Lästig und hin und wieder schockierend schmerzhaft sind die Durchblutungsprobleme in meinen Füßen, Händen und Armen. Das kommt vom Rauchen, denke ich. Oder ich denke, es kann Diabetes sein. Das wäre eine Krankheit, die man schnell und zweifelsfrei nachweisen kann. Aber es ist nicht wirklich Diabetes. Seit meine Mutter ihrem Ende merkbar näher rückt, redet sie den lieben langen Tag auf einen ein, kümmert sich längst nicht mehr darum, ob man ihr überhaupt zuhört oder ob man es vielleicht störend empfindet, wie sie alles andere zudeckt, was man gerne machen würde. Neulich hat sie, aber sie merkte es natürlich nicht, mir einen gehörigen Schreck eingejagt. Mitten im Gerede erwähnt sie, dass man der Mutter meines Vaters mit Ende fünfzig einen Arm abgenommen hat, weil er nicht mehr durchblutet wurde. An diese Großmutter kann ich mich genauso wenig erinnern wie an den Großvater. Sie starben kurz hinter einander, als ich sehr klein war. Oha, dachte ich, das erfahre ich etwas spät. Vielleicht hatte sie es vor vielen Jahren schon mal erwähnt und ich hatte nicht darauf geachtet. Mein Vater, um dessen Mutter es ging, kann es nicht erzählt haben, denn von seiner Vergangenheit sprach er nie.

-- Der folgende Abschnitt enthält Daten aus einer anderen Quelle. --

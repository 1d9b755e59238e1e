//! Subcommand implementations.

pub mod analyze;
pub mod demo;
pub mod params;

use std::sync::Mutex;

use anyhow::{Context, Result};
use colored::Colorize;
use cup_wear::{
    AnalysisParams, AnalysisPipeline, AnalysisResults, CallbackProgressReporter, Mesh,
    PipelineStage, ProgressCallback, ProgressEvent,
};

use crate::{Cli, OutputFormat, ParamOverrides};

/// Start from the config file (or defaults) and apply command-line overrides.
pub(crate) fn resolve_params(overrides: &ParamOverrides) -> Result<AnalysisParams> {
    let mut params = match &overrides.config {
        Some(path) => AnalysisParams::from_toml_file(path)
            .with_context(|| format!("Failed to load parameters from {:?}", path))?,
        None => AnalysisParams::default(),
    };

    if let Some(count) = overrides.geodesics {
        params = params.with_geodesic_count(count);
    }
    if let Some(trim) = overrides.trim {
        params = params.with_rim_trim_percent(trim);
    }
    if let Some(threshold) = overrides.threshold {
        params = params.with_threshold_microns(threshold);
    }
    if let Some(density) = overrides.density {
        params = params.with_density(density);
    }

    Ok(params)
}

/// Run every stage, printing one line per stage to stderr in text mode.
pub(crate) fn run_pipeline(mesh: Mesh, params: AnalysisParams, cli: &Cli) -> Result<AnalysisResults> {
    let show_progress = !cli.quiet && matches!(cli.format, OutputFormat::Text);
    let last_stage: Mutex<Option<PipelineStage>> = Mutex::new(None);

    let callback: ProgressCallback = Box::new(move |event: &ProgressEvent| {
        if !show_progress {
            return;
        }
        let Ok(mut last) = last_stage.lock() else {
            return;
        };
        if *last != Some(event.stage) {
            *last = Some(event.stage);
            eprintln!(
                "{} {}",
                format!("[{:>3}%]", event.percent()).dimmed(),
                event.stage
            );
        }
    });
    let reporter = CallbackProgressReporter::new(&callback);

    let mut pipeline = AnalysisPipeline::new(mesh, params)?;
    pipeline.run_full_analysis_with_progress(&reporter)?;
    pipeline
        .into_results()
        .context("Pipeline finished without producing results")
}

Mittlerweile schiebe ich den Arztbesuch seit mehreren Jahren vor mir her. Das ist selbstverständlich ein Verhalten, wie ich es an meinem Vater und bei den Eltern meiner Mutter schon gesehen habe. Bei mir wird es nicht so, hatte ich gedacht. Aber es ist doch so: Solange noch nie etwas gefunden wurde, ist man zur Krankheit nicht verurteilt. Sobald es einen Namen bekommt, wird es sehr schlimm sein und am Ende tödlich.

Wäre man ernstlich und amtlich bestätigt krank, wäre man mit Anfang 50 kaum noch vermittelbar. Die Blicke könnten enden. Aha, du wolltest lieber uns arbeiten lassen, bist unter die Hartz-IV-Erbschleicher gegangen. Ist man Invalide, ist man Frührentner, ist man auch Opfer. Man hat eine geschmälerte Rente und ist keiner der Täter bei der Gesellschaftszerrüttung.